++++ RECORDS FOR THE EXERCISE
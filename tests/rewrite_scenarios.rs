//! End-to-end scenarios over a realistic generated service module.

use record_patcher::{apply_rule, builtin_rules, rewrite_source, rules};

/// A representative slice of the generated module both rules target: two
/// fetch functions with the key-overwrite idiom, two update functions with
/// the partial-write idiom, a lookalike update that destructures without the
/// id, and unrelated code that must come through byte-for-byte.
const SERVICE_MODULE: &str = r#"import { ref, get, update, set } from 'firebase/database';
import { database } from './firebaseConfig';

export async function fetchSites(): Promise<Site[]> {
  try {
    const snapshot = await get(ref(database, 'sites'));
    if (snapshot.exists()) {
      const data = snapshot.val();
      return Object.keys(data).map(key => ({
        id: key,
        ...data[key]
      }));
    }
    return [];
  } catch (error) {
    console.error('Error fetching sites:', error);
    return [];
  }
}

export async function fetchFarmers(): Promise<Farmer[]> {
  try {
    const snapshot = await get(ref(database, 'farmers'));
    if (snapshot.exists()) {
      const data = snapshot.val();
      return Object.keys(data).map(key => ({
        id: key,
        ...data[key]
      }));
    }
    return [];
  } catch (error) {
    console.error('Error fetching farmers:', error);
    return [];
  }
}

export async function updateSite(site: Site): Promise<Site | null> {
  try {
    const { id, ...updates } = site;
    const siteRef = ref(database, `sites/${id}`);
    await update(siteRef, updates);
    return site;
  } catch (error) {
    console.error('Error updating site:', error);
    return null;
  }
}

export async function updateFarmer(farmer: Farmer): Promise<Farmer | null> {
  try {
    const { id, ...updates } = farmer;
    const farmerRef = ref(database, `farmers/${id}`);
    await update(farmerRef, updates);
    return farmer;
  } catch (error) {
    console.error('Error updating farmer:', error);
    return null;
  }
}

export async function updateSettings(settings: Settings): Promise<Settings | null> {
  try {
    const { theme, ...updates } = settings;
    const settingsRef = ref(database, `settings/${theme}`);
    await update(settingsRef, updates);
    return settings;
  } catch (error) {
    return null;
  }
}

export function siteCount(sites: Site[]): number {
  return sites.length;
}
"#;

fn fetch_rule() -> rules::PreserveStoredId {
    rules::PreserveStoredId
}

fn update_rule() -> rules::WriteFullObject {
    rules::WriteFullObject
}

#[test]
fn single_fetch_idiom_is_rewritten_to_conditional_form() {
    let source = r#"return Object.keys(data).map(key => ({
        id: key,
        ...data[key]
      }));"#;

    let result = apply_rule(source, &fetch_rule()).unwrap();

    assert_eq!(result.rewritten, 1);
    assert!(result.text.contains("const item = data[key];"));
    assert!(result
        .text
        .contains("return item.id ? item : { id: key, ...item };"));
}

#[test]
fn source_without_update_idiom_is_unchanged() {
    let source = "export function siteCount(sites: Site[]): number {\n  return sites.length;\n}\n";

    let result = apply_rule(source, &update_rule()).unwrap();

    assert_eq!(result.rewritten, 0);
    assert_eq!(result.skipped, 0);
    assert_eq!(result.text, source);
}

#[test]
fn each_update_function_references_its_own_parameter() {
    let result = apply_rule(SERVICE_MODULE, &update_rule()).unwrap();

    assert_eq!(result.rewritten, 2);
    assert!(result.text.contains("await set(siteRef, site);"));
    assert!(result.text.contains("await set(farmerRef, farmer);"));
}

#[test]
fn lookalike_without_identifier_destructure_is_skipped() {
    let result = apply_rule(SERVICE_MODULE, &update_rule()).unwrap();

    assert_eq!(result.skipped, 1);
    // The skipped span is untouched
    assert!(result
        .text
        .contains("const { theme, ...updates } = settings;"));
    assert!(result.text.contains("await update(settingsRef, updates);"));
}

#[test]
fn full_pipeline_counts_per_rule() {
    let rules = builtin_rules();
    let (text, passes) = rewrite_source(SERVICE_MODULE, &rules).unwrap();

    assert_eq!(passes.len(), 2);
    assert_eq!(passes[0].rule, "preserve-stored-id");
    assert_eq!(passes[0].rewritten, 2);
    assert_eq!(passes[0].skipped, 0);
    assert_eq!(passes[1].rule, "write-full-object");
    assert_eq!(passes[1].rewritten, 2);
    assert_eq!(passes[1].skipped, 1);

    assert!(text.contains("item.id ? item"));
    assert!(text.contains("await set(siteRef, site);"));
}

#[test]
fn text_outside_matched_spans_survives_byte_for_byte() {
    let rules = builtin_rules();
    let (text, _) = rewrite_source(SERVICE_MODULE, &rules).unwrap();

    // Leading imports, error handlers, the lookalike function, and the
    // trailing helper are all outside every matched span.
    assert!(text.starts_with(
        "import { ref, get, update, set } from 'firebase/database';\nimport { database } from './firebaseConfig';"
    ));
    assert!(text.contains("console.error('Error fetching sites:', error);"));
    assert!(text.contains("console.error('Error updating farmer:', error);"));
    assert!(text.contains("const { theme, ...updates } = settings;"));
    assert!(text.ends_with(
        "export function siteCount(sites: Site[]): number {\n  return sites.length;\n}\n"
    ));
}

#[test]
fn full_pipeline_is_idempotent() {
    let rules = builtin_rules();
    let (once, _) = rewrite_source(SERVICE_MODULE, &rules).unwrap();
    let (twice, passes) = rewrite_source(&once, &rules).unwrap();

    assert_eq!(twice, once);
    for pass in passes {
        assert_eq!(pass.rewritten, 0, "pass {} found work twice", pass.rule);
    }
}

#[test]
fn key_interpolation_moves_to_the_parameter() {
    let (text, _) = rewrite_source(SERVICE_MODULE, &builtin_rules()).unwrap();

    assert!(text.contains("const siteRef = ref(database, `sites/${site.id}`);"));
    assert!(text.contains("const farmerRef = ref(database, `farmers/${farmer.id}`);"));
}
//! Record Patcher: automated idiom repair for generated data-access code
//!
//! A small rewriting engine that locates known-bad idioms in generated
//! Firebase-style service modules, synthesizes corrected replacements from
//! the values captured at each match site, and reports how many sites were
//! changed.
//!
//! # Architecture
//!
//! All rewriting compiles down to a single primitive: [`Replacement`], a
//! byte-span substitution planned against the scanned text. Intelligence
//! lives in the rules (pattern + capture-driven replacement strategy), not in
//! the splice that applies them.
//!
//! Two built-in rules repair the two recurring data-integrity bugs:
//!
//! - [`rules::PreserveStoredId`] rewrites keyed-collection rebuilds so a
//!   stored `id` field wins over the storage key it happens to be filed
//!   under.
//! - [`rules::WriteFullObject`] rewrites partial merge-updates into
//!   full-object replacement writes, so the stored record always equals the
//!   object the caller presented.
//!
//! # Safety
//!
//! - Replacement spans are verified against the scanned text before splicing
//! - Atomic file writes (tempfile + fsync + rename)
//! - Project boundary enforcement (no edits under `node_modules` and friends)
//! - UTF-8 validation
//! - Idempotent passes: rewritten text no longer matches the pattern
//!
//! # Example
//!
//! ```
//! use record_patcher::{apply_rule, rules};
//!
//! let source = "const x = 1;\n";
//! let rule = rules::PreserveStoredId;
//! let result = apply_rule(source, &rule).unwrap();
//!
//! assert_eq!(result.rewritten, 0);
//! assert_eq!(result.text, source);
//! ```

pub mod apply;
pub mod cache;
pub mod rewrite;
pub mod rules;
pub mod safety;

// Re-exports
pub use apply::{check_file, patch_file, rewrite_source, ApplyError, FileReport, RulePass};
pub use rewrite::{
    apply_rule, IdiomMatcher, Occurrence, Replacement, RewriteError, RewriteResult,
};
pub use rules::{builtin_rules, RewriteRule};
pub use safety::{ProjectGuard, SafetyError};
++++++++
ACTIVITY: Print the records above exactly. Omit nothing.

PROBLEM SOLUTION:
filename tests/rewrite_scenarios.rs
//! End-to-end scenarios over a realistic generated service module.

use record_patcher::{apply_rule, builtin_rules, rewrite_source, rules};

/// A representative slice of the generated module both rules target: two
/// fetch functions with the key-overwrite idiom, two update functions with
/// the partial-write idiom, a lookalike update that destructures without the
/// id, and unrelated code that must come through byte-for-byte.
const SERVICE_MODULE: &str = r#"import { ref, get, update, set } from 'firebase/database';
import { database } from './firebaseConfig';

export async function fetchSites(): Promise<Site[]> {
  try {
    const snapshot = await get(ref(database, 'sites'));
    if (snapshot.exists()) {
      const data = snapshot.val();
      return Object.keys(data).map(key => ({
        id: key,
        ...data[key]
      }));
    }
    return [];
  } catch (error) {
    console.error('Error fetching sites:', error);
    return [];
  }
}

export async function fetchFarmers(): Promise<Farmer[]> {
  try {
    const snapshot = await get(ref(database, 'farmers'));
    if (snapshot.exists()) {
      const data = snapshot.val();
      return Object.keys(data).map(key => ({
        id: key,
        ...data[key]
      }));
    }
    return [];
  } catch (error) {
    console.error('Error fetching farmers:', error);
    return [];
  }
}

export async function updateSite(site: Site): Promise<Site | null> {
  try {
    const { id, ...updates } = site;
    const siteRef = ref(database, `sites/${id}`);
    await update(siteRef, updates);
    return site;
  } catch (error) {
    console.error('Error updating site:', error);
    return null;
  }
}

export async function updateFarmer(farmer: Farmer): Promise<Farmer | null> {
  try {
    const { id, ...updates } = farmer;
    const farmerRef = ref(database, `farmers/${id}`);
    await update(farmerRef, updates);
    return farmer;
  } catch (error) {
    console.error('Error updating farmer:', error);
    return null;
  }
}

export async function updateSettings(settings: Settings): Promise<Settings | null> {
  try {
    const { theme, ...updates } = settings;
    const settingsRef = ref(database, `settings/${theme}`);
    await update(settingsRef, updates);
    return settings;
  } catch (error) {
    return null;
  }
}

export function siteCount(sites: Site[]): number {
  return sites.length;
}
"#;

fn fetch_rule() -> rules::PreserveStoredId {
    rules::PreserveStoredId
}

fn update_rule() -> rules::WriteFullObject {
    rules::WriteFullObject
}

#[test]
fn single_fetch_idiom_is_rewritten_to_conditional_form() {
    let source = r#"return Object.keys(data).map(key => ({
        id: key,
        ...data[key]
      }));"#;

    let result = apply_rule(source, &fetch_rule()).unwrap();

    assert_eq!(result.rewritten, 1);
    assert!(result.text.contains("const item = data[key];"));
    assert!(result
        .text
        .contains("return item.id ? item : { id: key, ...item };"));
}

#[test]
fn source_without_update_idiom_is_unchanged() {
    let source = "export function siteCount(sites: Site[]): number {\n  return sites.length;\n}\n";

    let result = apply_rule(source, &update_rule()).unwrap();

    assert_eq!(result.rewritten, 0);
    assert_eq!(result.skipped, 0);
    assert_eq!(result.text, source);
}

#[test]
fn each_update_function_references_its_own_parameter() {
    let result = apply_rule(SERVICE_MODULE, &update_rule()).unwrap();

    assert_eq!(result.rewritten, 2);
    assert!(result.text.contains("await set(siteRef, site);"));
    assert!(result.text.contains("await set(farmerRef, farmer);"));
}

#[test]
fn lookalike_without_identifier_destructure_is_skipped() {
    let result = apply_rule(SERVICE_MODULE, &update_rule()).unwrap();

    assert_eq!(result.skipped, 1);
    // The skipped span is untouched
    assert!(result
        .text
        .contains("const { theme, ...updates } = settings;"));
    assert!(result.text.contains("await update(settingsRef, updates);"));
}

#[test]
fn full_pipeline_counts_per_rule() {
    let rules = builtin_rules();
    let (text, passes) = rewrite_source(SERVICE_MODULE, &rules).unwrap();

    assert_eq!(passes.len(), 2);
    assert_eq!(passes[0].rule, "preserve-stored-id");
    assert_eq!(passes[0].rewritten, 2);
    assert_eq!(passes[0].skipped, 0);
    assert_eq!(passes[1].rule, "write-full-object");
    assert_eq!(passes[1].rewritten, 2);
    assert_eq!(passes[1].skipped, 1);

    assert!(text.contains("item.id ? item"));
    assert!(text.contains("await set(siteRef, site);"));
}

#[test]
fn text_outside_matched_spans_survives_byte_for_byte() {
    let rules = builtin_rules();
    let (text, _) = rewrite_source(SERVICE_MODULE, &rules).unwrap();

    // Leading imports, error handlers, the lookalike function, and the
    // trailing helper are all outside every matched span.
    assert!(text.starts_with(
        "import { ref, get, update, set } from 'firebase/database';\nimport { database } from './firebaseConfig';"
    ));
    assert!(text.contains("console.error('Error fetching sites:', error);"));
    assert!(text.contains("console.error('Error updating farmer:', error);"));
    assert!(text.contains("const { theme, ...updates } = settings;"));
    assert!(text.ends_with(
        "export function siteCount(sites: Site[]): number {\n  return sites.length;\n}\n"
    ));
}

#[test]
fn full_pipeline_is_idempotent() {
    let rules = builtin_rules();
    let (once, _) = rewrite_source(SERVICE_MODULE, &rules).unwrap();
    let (twice, passes) = rewrite_source(&once, &rules).unwrap();

    assert_eq!(twice, once);
    for pass in passes {
        assert_eq!(pass.rewritten, 0, "pass {} found work twice", pass.rule);
    }
}

#[test]
fn key_interpolation_moves_to_the_parameter() {
    let (text, _) = rewrite_source(SERVICE_MODULE, &builtin_rules()).unwrap();

    assert!(text.contains("const siteRef = ref(database, `sites/${site.id}`);"));
    assert!(text.contains("const farmerRef = ref(database, `farmers/${farmer.id}`);"));
}
//! Record Patcher: automated idiom repair for generated data-access code
//!
//! A small rewriting engine that locates known-bad idioms in generated
//! Firebase-style service modules, synthesizes corrected replacements from
//! the values captured at each match site, and reports how many sites were
//! changed.
//!
//! # Architecture
//!
//! All rewriting compiles down to a single primitive: [`Replacement`], a
//! byte-span substitution planned against the scanned text. Intelligence
//! lives in the rules (pattern + capture-driven replacement strategy), not in
//! the splice that applies them.
//!
//! Two built-in rules repair the two recurring data-integrity bugs:
//!
//! - [`rules::PreserveStoredId`] rewrites keyed-collection rebuilds so a
//!   stored `id` field wins over the storage key it happens to be filed
//!   under.
//! - [`rules::WriteFullObject`] rewrites partial merge-updates into
//!   full-object replacement writes, so the stored record always equals the
//!   object the caller presented.
//!
//! # Safety
//!
//! - Replacement spans are verified against the scanned text before splicing
//! - Atomic file writes (tempfile + fsync + rename)
//! - Project boundary enforcement (no edits under `node_modules` and friends)
//! - UTF-8 validation
//! - Idempotent passes: rewritten text no longer matches the pattern
//!
//! # Example
//!
//! ```
//! use record_patcher::{apply_rule, rules};
//!
//! let source = "const x = 1;\n";
//! let rule = rules::PreserveStoredId;
//! let result = apply_rule(source, &rule).unwrap();
//!
//! assert_eq!(result.rewritten, 0);
//! assert_eq!(result.text, source);
//! ```

pub mod apply;
pub mod cache;
pub mod rewrite;
pub mod rules;
pub mod safety;

// Re-exports
pub use apply::{check_file, patch_file, rewrite_source, ApplyError, FileReport, RulePass};
pub use rewrite::{
    apply_rule, IdiomMatcher, Occurrence, Replacement, RewriteError, RewriteResult,
};
pub use rules::{builtin_rules, RewriteRule};
pub use safety::{ProjectGuard, SafetyError};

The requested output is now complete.